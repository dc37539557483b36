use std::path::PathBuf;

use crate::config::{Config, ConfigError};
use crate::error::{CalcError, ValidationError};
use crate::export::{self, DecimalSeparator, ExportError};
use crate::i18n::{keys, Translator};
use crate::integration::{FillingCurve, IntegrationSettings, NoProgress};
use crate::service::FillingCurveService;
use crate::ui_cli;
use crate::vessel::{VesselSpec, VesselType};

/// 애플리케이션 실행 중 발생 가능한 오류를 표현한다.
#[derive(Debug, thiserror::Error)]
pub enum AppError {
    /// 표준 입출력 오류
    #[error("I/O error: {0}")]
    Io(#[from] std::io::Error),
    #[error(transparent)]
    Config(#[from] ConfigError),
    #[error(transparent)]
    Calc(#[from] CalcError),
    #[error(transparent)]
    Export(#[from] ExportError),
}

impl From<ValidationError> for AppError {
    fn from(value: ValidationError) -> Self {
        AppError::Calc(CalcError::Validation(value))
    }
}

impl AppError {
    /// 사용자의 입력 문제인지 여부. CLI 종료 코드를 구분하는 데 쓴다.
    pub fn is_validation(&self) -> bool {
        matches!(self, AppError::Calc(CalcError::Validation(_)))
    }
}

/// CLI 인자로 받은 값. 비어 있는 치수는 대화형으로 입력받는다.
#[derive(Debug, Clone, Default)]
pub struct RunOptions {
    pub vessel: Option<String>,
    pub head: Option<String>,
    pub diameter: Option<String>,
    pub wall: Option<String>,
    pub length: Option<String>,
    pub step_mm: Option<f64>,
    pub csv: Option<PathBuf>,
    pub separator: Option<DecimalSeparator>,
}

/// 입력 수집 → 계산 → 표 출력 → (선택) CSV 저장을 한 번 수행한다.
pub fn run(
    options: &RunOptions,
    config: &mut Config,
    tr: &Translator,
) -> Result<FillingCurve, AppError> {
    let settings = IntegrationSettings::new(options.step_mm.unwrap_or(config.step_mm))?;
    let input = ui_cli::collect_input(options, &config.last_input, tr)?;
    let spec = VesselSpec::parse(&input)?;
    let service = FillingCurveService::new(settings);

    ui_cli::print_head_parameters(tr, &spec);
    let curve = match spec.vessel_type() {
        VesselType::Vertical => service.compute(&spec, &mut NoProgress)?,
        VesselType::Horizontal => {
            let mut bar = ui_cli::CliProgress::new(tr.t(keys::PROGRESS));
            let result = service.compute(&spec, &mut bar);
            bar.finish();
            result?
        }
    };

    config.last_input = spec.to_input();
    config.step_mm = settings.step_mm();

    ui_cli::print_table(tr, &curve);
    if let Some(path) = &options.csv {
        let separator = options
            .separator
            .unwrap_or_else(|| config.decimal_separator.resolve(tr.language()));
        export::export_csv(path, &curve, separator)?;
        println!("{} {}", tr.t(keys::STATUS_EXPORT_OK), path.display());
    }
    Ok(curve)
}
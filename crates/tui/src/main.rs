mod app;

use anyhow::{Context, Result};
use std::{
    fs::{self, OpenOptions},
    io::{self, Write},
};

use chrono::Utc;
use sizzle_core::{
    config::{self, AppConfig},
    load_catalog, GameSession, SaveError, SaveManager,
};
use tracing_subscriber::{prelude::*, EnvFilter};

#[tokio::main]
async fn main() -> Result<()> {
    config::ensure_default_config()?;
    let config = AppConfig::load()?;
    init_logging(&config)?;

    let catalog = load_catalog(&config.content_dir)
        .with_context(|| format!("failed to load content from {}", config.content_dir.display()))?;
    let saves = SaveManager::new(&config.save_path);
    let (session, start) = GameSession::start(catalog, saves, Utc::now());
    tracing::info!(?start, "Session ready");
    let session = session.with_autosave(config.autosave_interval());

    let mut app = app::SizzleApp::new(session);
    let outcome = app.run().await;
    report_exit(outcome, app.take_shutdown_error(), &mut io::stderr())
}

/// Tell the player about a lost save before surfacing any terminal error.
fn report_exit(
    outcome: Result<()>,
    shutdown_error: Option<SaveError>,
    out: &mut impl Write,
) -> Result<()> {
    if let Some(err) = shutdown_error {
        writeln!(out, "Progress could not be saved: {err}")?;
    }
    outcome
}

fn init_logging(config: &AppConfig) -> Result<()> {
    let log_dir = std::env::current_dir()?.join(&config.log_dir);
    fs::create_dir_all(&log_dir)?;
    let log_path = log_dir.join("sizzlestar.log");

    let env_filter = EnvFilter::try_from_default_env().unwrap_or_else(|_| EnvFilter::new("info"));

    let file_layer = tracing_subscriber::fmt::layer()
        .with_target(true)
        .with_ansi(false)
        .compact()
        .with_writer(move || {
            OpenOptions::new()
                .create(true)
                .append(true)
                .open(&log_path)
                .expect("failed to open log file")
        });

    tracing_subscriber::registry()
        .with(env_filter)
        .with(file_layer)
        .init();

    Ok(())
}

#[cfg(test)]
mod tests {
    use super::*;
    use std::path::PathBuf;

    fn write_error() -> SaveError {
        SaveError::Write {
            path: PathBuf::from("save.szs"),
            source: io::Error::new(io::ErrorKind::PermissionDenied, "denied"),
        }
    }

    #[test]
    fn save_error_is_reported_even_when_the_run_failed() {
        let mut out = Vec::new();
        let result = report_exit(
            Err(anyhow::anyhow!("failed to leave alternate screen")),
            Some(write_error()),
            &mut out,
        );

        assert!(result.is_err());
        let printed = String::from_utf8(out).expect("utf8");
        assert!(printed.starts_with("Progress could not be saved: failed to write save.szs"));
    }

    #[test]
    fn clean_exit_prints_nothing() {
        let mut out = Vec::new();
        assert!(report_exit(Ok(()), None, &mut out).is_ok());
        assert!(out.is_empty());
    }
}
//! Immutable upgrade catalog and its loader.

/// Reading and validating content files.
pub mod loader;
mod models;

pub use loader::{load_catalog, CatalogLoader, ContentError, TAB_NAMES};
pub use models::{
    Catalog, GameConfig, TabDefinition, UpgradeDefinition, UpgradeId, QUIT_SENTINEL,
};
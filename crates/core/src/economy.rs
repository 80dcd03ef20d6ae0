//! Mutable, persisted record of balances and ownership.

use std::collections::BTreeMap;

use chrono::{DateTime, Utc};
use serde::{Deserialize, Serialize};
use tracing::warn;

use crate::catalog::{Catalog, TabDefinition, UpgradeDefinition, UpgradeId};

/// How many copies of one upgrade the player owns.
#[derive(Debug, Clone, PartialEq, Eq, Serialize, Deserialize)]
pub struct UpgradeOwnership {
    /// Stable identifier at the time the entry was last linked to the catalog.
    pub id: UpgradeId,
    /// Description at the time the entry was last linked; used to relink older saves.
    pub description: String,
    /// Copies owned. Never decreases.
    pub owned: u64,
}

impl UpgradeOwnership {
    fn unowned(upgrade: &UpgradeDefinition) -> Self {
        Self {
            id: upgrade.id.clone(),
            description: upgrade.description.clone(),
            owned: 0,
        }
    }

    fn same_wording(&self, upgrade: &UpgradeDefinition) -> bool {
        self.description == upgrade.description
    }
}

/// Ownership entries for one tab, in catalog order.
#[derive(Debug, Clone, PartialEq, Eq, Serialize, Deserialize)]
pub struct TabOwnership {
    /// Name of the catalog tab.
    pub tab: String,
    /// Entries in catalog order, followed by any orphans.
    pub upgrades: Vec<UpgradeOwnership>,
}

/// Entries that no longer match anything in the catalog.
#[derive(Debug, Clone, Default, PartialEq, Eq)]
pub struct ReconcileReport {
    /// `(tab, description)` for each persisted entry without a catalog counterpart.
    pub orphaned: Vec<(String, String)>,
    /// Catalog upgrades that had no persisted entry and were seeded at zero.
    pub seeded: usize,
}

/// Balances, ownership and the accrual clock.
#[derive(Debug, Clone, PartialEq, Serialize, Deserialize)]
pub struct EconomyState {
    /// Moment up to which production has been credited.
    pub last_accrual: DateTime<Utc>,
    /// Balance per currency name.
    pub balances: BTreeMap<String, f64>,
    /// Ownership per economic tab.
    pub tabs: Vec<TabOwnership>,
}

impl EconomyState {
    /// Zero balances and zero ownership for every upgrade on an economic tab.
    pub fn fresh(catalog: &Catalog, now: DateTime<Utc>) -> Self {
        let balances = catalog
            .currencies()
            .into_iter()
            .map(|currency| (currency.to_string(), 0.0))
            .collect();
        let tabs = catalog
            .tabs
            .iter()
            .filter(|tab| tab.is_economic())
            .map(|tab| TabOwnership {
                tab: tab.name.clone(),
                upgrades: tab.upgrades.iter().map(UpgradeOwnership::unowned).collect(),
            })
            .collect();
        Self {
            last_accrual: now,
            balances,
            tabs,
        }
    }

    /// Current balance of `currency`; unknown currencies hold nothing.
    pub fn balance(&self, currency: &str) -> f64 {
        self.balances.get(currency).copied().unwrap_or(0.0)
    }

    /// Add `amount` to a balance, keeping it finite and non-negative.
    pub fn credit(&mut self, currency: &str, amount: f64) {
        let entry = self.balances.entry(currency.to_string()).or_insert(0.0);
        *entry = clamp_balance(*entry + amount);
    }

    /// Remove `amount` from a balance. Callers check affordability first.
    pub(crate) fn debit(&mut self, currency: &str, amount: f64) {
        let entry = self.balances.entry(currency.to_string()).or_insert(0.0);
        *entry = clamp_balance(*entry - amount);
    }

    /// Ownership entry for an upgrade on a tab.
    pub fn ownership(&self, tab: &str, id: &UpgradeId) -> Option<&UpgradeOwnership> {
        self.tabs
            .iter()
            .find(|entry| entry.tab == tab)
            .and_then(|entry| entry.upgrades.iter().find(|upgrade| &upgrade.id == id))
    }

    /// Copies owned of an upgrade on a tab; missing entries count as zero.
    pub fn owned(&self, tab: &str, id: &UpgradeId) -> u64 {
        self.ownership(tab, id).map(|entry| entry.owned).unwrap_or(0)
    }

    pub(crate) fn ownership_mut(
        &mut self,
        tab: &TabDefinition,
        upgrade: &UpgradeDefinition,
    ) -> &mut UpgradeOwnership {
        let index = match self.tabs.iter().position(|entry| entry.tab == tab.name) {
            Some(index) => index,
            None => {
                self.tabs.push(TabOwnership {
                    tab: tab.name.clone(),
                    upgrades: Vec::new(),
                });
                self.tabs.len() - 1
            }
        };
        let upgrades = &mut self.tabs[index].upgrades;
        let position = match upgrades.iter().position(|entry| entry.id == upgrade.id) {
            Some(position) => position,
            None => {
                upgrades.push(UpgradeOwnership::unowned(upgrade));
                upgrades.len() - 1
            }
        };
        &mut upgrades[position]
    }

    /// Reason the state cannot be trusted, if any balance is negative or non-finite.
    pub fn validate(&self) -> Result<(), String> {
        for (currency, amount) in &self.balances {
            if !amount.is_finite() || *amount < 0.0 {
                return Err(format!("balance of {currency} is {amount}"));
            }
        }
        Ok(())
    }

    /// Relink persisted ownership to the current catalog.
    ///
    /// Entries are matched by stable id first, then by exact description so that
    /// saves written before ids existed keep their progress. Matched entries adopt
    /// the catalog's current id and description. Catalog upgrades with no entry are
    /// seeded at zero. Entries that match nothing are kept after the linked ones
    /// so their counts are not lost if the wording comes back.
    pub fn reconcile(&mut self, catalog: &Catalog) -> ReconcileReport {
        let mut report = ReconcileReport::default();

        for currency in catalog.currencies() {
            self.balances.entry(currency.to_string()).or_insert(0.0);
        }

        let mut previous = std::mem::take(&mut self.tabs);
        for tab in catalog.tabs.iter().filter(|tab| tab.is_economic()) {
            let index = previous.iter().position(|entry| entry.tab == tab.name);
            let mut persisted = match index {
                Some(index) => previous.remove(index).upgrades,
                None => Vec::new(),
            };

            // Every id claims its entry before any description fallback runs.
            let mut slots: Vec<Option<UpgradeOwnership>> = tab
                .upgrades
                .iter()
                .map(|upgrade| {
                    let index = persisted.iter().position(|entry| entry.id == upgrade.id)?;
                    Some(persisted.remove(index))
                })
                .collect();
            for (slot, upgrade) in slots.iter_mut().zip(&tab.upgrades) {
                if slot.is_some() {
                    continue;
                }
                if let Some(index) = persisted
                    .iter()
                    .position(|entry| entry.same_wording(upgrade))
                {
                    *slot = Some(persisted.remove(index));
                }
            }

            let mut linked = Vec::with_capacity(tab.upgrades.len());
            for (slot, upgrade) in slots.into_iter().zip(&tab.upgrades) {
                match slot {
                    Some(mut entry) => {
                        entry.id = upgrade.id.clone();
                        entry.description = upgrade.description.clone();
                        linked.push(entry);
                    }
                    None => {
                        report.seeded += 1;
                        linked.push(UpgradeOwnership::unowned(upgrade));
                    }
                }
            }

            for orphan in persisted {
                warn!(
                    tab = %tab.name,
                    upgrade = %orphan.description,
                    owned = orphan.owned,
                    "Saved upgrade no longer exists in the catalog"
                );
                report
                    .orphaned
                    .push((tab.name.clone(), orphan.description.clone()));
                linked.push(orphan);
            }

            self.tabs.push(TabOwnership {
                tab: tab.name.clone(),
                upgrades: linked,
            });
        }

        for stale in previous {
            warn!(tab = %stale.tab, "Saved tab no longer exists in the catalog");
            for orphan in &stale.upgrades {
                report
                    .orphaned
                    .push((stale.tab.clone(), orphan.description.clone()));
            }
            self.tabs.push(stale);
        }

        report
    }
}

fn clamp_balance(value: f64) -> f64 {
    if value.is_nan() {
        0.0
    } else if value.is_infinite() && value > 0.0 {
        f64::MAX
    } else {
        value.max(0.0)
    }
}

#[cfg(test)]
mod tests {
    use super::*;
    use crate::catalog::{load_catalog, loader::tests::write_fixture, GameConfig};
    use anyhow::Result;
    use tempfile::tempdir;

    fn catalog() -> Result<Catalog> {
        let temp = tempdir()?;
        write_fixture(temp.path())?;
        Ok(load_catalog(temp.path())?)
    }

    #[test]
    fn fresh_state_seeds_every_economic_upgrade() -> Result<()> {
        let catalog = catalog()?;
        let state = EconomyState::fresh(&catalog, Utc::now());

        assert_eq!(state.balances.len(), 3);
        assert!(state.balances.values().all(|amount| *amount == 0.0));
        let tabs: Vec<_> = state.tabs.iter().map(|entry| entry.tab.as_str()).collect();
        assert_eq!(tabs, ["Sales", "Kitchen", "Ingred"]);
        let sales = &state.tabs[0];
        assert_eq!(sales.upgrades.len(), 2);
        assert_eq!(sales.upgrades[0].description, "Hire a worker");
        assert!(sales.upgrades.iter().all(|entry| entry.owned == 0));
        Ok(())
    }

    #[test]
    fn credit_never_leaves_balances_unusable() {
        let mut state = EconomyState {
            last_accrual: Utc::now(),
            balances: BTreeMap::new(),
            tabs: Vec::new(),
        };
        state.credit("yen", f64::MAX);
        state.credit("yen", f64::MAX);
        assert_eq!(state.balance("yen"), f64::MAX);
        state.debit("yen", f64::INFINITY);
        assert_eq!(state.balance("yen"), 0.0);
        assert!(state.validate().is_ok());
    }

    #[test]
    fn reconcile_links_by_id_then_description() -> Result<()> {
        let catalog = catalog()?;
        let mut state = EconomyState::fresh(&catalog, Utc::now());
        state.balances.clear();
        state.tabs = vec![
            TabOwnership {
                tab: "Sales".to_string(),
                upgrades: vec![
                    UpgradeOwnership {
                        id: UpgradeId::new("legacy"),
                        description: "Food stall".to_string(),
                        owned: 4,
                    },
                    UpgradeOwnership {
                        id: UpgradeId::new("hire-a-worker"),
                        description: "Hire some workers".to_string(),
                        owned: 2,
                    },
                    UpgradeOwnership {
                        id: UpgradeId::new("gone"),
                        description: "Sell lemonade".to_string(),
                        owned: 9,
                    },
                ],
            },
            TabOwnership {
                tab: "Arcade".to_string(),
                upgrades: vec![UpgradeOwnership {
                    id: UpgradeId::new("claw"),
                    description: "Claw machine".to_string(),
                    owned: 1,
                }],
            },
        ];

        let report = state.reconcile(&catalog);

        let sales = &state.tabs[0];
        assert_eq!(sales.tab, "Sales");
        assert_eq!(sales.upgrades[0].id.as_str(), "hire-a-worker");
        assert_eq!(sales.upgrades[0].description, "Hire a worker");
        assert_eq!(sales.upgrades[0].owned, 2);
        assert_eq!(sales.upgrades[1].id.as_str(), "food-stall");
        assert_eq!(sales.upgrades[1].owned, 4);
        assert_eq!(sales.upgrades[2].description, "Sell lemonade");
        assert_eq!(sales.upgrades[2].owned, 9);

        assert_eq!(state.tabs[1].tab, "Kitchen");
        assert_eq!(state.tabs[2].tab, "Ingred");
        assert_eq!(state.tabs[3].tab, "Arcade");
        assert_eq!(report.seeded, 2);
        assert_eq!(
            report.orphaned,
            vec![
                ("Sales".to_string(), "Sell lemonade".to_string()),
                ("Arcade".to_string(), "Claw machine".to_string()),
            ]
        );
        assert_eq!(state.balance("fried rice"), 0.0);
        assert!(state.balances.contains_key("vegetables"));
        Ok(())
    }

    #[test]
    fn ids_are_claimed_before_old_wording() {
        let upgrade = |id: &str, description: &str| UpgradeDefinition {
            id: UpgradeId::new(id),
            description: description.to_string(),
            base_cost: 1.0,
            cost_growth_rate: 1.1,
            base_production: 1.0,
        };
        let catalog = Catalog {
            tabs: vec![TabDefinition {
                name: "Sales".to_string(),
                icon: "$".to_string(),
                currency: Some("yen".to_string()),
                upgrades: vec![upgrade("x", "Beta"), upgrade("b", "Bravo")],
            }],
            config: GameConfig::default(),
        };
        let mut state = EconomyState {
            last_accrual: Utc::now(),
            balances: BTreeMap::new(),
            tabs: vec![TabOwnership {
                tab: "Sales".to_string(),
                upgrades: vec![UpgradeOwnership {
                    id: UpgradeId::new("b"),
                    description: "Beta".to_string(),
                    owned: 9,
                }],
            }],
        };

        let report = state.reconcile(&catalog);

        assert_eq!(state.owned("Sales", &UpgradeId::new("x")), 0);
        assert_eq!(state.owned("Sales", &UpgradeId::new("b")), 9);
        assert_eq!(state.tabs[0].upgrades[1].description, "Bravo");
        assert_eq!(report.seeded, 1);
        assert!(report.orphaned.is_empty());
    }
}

□ □ □

• TASK INSTRUCTIONS:
Tell how many lines in the data above hold "AppConfig". Nothing but the number.

• RESULT OF THIS TASK:
3